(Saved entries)

▼

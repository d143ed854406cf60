//! Validate command implementation

use crate::cli::args::ValidateArgs;
use crate::cli::logging::log;
use crate::cli::LogLevel;
use crate::hparams::{BuildParams, DataParams, FitParams, YamlHParams};
use crate::sequences::SequenceKind;
use crate::train::callback::{resolve_spec, CallbackRegistry};

/// Groups every hyperparameter file must define
const REQUIRED_GROUPS: [&str; 4] = ["train_data", "val_data", "build", "fit"];

/// Collect every structural problem in the file. An empty list means the
/// configuration is ready for a training run.
pub fn collect_problems(hparams: &YamlHParams) -> Vec<String> {
    let mut problems = Vec::new();

    for group in REQUIRED_GROUPS {
        if !hparams.has_group(group) {
            problems.push(format!("missing required group '{group}'"));
        }
    }

    for group in ["train_data", "val_data"] {
        if hparams.has_group(group) {
            if let Err(e) = hparams.parse_group::<DataParams>(group) {
                problems.push(format!("group '{group}' does not parse: {e}"));
            }
        }
    }

    if hparams.has_group("build") {
        if let Err(e) = hparams.parse_group::<BuildParams>("build") {
            problems.push(format!("group 'build' does not parse: {e}"));
        }
    }

    if hparams.has_group("fit") {
        match hparams.parse_group::<FitParams>("fit") {
            Ok(fit) => problems.extend(fit_problems(&fit)),
            Err(e) => problems.push(format!("group 'fit' does not parse: {e}")),
        }
    }

    problems
}

/// Checks on a fit group that already parsed structurally
fn fit_problems(fit: &FitParams) -> Vec<String> {
    let mut problems = Vec::new();

    if let Err(e) = fit.intrp_style.parse::<SequenceKind>() {
        problems.push(format!("fit.intrp_style: {e}"));
    }
    if fit.batch_size == 0 {
        problems.push("fit.batch_size must be greater than zero".to_string());
    }
    if fit.n_epochs == 0 {
        problems.push("fit.n_epochs must be greater than zero".to_string());
    }

    let builtin = CallbackRegistry::builtin();
    let custom = CallbackRegistry::custom();
    for spec in &fit.callbacks {
        if let Err(e) = resolve_spec(spec, &builtin, &custom) {
            problems.push(format!("fit.callbacks: {e}"));
        }
    }

    problems
}

/// Format one data group as a string
pub fn format_data_info(name: &str, data: &DataParams) -> String {
    let mut lines = vec![
        format!("  {name}:"),
        format!("    Base dir: {}", data.base_dir.display()),
        format!("    Scaler: {}", data.scaler),
    ];
    if let Some(max_load) = data.max_load {
        lines.push(format!("    Max loaded images: {max_load}"));
    }
    lines.join("\n")
}

/// Format the build group as a string
pub fn format_build_info(build: &BuildParams) -> String {
    format!(
        "  Dim: {}\n  Channels: {}\n  Classes: {}",
        build.dim, build.n_channels, build.n_classes
    )
}

/// Format the fit group as a string
pub fn format_fit_info(fit: &FitParams) -> String {
    let mut lines = vec![
        format!("  Style: {}", fit.intrp_style),
        format!("  Batch size: {}", fit.batch_size),
        format!("  Epochs: {}", fit.n_epochs),
        format!("  Optimizer: {}", fit.optimizer),
        format!("  Loss: {}", fit.loss),
    ];
    if !fit.metrics.is_empty() {
        lines.push(format!("  Metrics: {}", fit.metrics.join(", ")));
    }
    if !fit.callbacks.is_empty() {
        let names: Vec<&str> = fit
            .callbacks
            .iter()
            .map(|c| c.class_name.as_str())
            .collect();
        lines.push(format!("  Callbacks: {}", names.join(", ")));
    }
    lines.join("\n")
}

/// Print detailed configuration summary for the groups that parse
fn print_detailed_summary(hparams: &YamlHParams) {
    println!();
    println!("Configuration Summary:");

    for group in ["train_data", "val_data"] {
        if let Ok(data) = hparams.parse_group::<DataParams>(group) {
            println!();
            println!("{}", format_data_info(group, &data));
        }
    }

    if let Ok(build) = hparams.parse_group::<BuildParams>("build") {
        println!();
        println!("{}", format_build_info(&build));
    }

    if let Ok(fit) = hparams.parse_group::<FitParams>("fit") {
        println!();
        println!("{}", format_fit_info(&fit));
    }
}

pub fn run_validate(args: ValidateArgs, level: LogLevel) -> Result<(), String> {
    log(
        level,
        LogLevel::Normal,
        &format!("Validating hparams: {}", args.config.display()),
    );

    let hparams = YamlHParams::load(&args.config).map_err(|e| format!("Config error: {e}"))?;

    let problems = collect_problems(&hparams);
    if !problems.is_empty() {
        for problem in &problems {
            println!("  - {problem}");
        }
        return Err(format!("configuration has {} problem(s)", problems.len()));
    }

    log(level, LogLevel::Normal, "Configuration is valid");

    if args.detailed {
        print_detailed_summary(&hparams);
    }

    Ok(())
}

▲

WHAT TO DO: Every line that contains the string "Normal" should be copied from the records.

TASK OUTPUT:
        LogLevel::Normal,
    log(level, LogLevel::Normal, "Configuration is valid");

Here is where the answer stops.